I didn't know it at the time, but not everyone was impressed by the show's sense of itself as being historically accuracy. It turns out that Al Capone's estate sued the show for using the gangster's name and image for a profit-making venture, and the FBI wasn't thrilled that Ness got credit for finally getting Ma Barker and her boys when it was really the other bureau.

So how does "The Untouchables" hold up almost 50 years later? This first thing you'll be struck by is the heavy noir treatment, and the variety of interesting camera angles. The show won an Emmy for its editing this first season, and editors managed to juxtapose interesting shots while maintaining a credible tension. The staginess will also strike you. "The Untouchables" is unmistakable melodrama, but I'd liken it to good cholesterol versus the bad--which is to say, it works. If you're a "Sopranos" fan you're going to see how theatrical this production is by comparison. Some of the acting is really hammy, but it feels so period that the show can easily become as addictive as those HBO episodes. I found myself getting into them all over again, which, with old shows, is never guaranteed.

"The Scarface Mob" was first televised as a two-part episode of the Westinghouse Desilu Playhouse in April 1959, and is presented here as a seamless movie. In it, Ness forms the Untouchables and takes down Capone. Fourteen of the first season's 28 episodes are also included here:

1) "The Empty Chair"--Frank Nitti tries to take control of Capone's organization while the boss is in prison, but the pencil proves mightier than the Tommy gun, as Capone's bookkeeper (Nehemiah Persoff) proves.

2) "Ma Barker and Her Boys"--This over-the-top episode has Ness trailing the notorious Ma Barker gang, with flashbacks showing how Ma went from being a churchgoing saint to make the Most Wanted list.

3) "The George 'Bugs' Moran Story"--Ness tries to enlist the help of the local truckers union to keep mob boss Bugs Moran from infiltrating the labor unions.

4) "The Jake Lingle Killing"--When a journalist is murdered, an ex-con decides to play both sides and help Ness find the killer.

5) "Ain't We Got Fun"--How the mob infiltrated entertainment. When a bootlegger takes control of a nightclub, he takes a comic under his wing.

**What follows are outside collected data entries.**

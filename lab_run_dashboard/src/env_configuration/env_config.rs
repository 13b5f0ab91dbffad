use crate::common::*;

#[doc = r#"
    Reads an environment variable and treats a missing value as fatal.

    The dashboard cannot start without its configuration file, so a missing
    key is logged at error level and the process panics right away.

    # Arguments
    * `key` - name of the environment variable

    # Returns
    * `String` - the variable's value

    # Panics
    When the variable is not set
"#]
fn get_env_or_panic(key: &str) -> String {
    match env::var(key) {
        Ok(val) => val,
        Err(_) => {
            let msg = format!("[ENV file read Error] '{}' must be set", key);
            error!("{}", msg);
            panic!("{}", msg);
        }
    }
}

#[doc = r#"
    Path of the TOML server configuration, read from `SERVER_CONFIG_PATH`.

    The file carries the run mode and poll settings, the two sqlite file
    paths, the chart output settings and the experiment view inputs.
    Initialized on first access and cached afterwards.

    # Panics
    When `SERVER_CONFIG_PATH` is not set
"#]
pub static SERVER_CONFIG_PATH: once_lazy<String> =
    once_lazy::new(|| get_env_or_panic("SERVER_CONFIG_PATH"));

6) "Vincent 'Mad Dog' Coll"--A truly mad gangster kidnaps Dutch Shultz's right-hand man and, if that's not bad enough, the horse Schultz was betting on to win the Kentucky Derby.

7) "Mexican Stake-Out"--Ness goes south to bring back a witness; unfortunately, it turns out to be a trap.

8) "The Artichoke King"--The produce market in New York is up for grabs after gang warfare breaks out.

9) "The Tri-State Gang"--Ness relies on an informant again to help him bring down a gang of truck hijackers.

10) "The Dutch Schultz Story"--Bad guys can be tricky, as Ness finds out when Schultz sways an entire jury with his uncharacteristically good behavior.

11) "You Can't Pick the Number"--This time it's the numbers racket, with Agent Flaherty (Jerry Paris) getting the challenge.

12) "The Underground Railway"--A con who's had plastic surgery to do a job for the mob finds life complicated when he falls for the woman who was hired to play his wife.

13) "Syndicate Sanctuary"--Narcotics, this time, as the daughter of a murdered candidate for mayor hopes Ness will help her drive the mob out of her small town.

14) "The Noise of Death"--Ness becomes involved with the Mafia when he develops a relationship with a mob boss who refuses to retire.

Though Ness was surrounded by a number of agents, it was Nicholas Georgiade as Agent Enrico Rossi who became the fan favorite, partly because of his sculpted good looks, but mostly because we saw just how this barber became a member of the Untouchables in an early episode. This season, look for familiar TV faces like Jack Lord, Jack Warden, Martin Landau, Jack Elam, Marion Ross, Alan Hale Jr., and Gavin McLeod.